▸ Dataset records:

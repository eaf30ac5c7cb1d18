//! Core draughts types: board representation, move generation, and game rules.

mod board;
mod cell;
mod error;
mod moves;
mod notation;
mod player;
mod turn;

pub mod movegen;
pub mod perft;

pub use board::{Board, PrettyBoard};
pub use cell::Cell;
pub use error::{BoardError, MoveParseError, NotationError};
pub use movegen::{MoveList, jump_chains, legal_jumps_from, legal_moves, legal_turns};
pub use moves::Move;
pub use notation::STARTING_POSITION;
pub use player::Player;
pub use turn::Turn;
//! Contents of a single board square.

use std::fmt;

use crate::player::Player;

/// What occupies a square: nothing, or a man or king of either side.
///
/// The discriminants match the integer encoding used at the engine boundary
/// (0 empty, 1 red man, 2 red king, 3 black man, 4 black king).
#[derive(Clone, Copy, PartialEq, Eq, Hash, Default)]
#[repr(u8)]
pub enum Cell {
    #[default]
    Empty = 0,
    RedMan = 1,
    RedKing = 2,
    BlackMan = 3,
    BlackKing = 4,
}

impl Cell {
    /// All cell values in code order.
    pub const ALL: [Cell; 5] = [
        Cell::Empty,
        Cell::RedMan,
        Cell::RedKing,
        Cell::BlackMan,
        Cell::BlackKing,
    ];

    /// The man belonging to `player`.
    #[inline]
    pub const fn man(player: Player) -> Cell {
        match player {
            Player::Red => Cell::RedMan,
            Player::Black => Cell::BlackMan,
        }
    }

    /// Return the owner of the piece, or `None` for an empty square.
    #[inline]
    pub const fn owner(self) -> Option<Player> {
        match self {
            Cell::Empty => None,
            Cell::RedMan | Cell::RedKing => Some(Player::Red),
            Cell::BlackMan | Cell::BlackKing => Some(Player::Black),
        }
    }

    /// Return `true` if the square holds a piece of `player`.
    #[inline]
    pub const fn belongs_to(self, player: Player) -> bool {
        matches!(
            (self, player),
            (Cell::RedMan | Cell::RedKing, Player::Red)
                | (Cell::BlackMan | Cell::BlackKing, Player::Black)
        )
    }

    /// Return `true` for an empty square.
    #[inline]
    pub const fn is_empty(self) -> bool {
        matches!(self, Cell::Empty)
    }

    /// Return `true` for a king of either side.
    #[inline]
    pub const fn is_king(self) -> bool {
        matches!(self, Cell::RedKing | Cell::BlackKing)
    }

    /// Return `true` for a man of either side.
    #[inline]
    pub const fn is_man(self) -> bool {
        matches!(self, Cell::RedMan | Cell::BlackMan)
    }

    /// Promote a man to a king. Kings and empty squares are unchanged.
    #[inline]
    pub const fn crowned(self) -> Cell {
        match self {
            Cell::RedMan => Cell::RedKing,
            Cell::BlackMan => Cell::BlackKing,
            other => other,
        }
    }

    /// The same piece kind for the opposing side.
    #[inline]
    pub const fn swap_color(self) -> Cell {
        match self {
            Cell::Empty => Cell::Empty,
            Cell::RedMan => Cell::BlackMan,
            Cell::RedKing => Cell::BlackKing,
            Cell::BlackMan => Cell::RedMan,
            Cell::BlackKing => Cell::RedKing,
        }
    }

    /// Return the boundary integer code (0..=4).
    #[inline]
    pub const fn code(self) -> u8 {
        self as u8
    }

    /// Decode a boundary integer code, returning `None` outside 0..=4.
    #[inline]
    pub const fn from_code(code: u8) -> Option<Cell> {
        match code {
            0 => Some(Cell::Empty),
            1 => Some(Cell::RedMan),
            2 => Some(Cell::RedKing),
            3 => Some(Cell::BlackMan),
            4 => Some(Cell::BlackKing),
            _ => None,
        }
    }

    /// Parse a notation character (`r`, `R`, `b`, `B`, or `.` for empty).
    #[inline]
    pub fn from_char(c: char) -> Option<Cell> {
        match c {
            '.' => Some(Cell::Empty),
            'r' => Some(Cell::RedMan),
            'R' => Some(Cell::RedKing),
            'b' => Some(Cell::BlackMan),
            'B' => Some(Cell::BlackKing),
            _ => None,
        }
    }

    /// Return the notation character. Kings are uppercase.
    #[inline]
    pub const fn to_char(self) -> char {
        match self {
            Cell::Empty => '.',
            Cell::RedMan => 'r',
            Cell::RedKing => 'R',
            Cell::BlackMan => 'b',
            Cell::BlackKing => 'B',
        }
    }
}

impl fmt::Display for Cell {
    fn fmt(&self, f: &mut fmt::Formatter<'_>) -> fmt::Result {
        write!(f, "{}", self.to_char())
    }
}

impl fmt::Debug for Cell {
    fn fmt(&self, f: &mut fmt::Formatter<'_>) -> fmt::Result {
        let name = match self {
            Cell::Empty => "Empty",
            Cell::RedMan => "RedMan",
            Cell::RedKing => "RedKing",
            Cell::BlackMan => "BlackMan",
            Cell::BlackKing => "BlackKing",
        };
        f.write_str(name)
    }
}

▸ Task: Using the records above, pull out each line where the word "const" occurs.

▸ Solved exercise:
    pub const ALL: [Cell; 5] = [
    pub const fn man(player: Player) -> Cell {
    pub const fn owner(self) -> Option<Player> {
    pub const fn belongs_to(self, player: Player) -> bool {
    pub const fn is_empty(self) -> bool {
    pub const fn is_king(self) -> bool {
    pub const fn is_man(self) -> bool {
    pub const fn crowned(self) -> Cell {
    pub const fn swap_color(self) -> Cell {
    pub const fn code(self) -> u8 {
    pub const fn from_code(code: u8) -> Option<Cell> {
    pub const fn to_char(self) -> char {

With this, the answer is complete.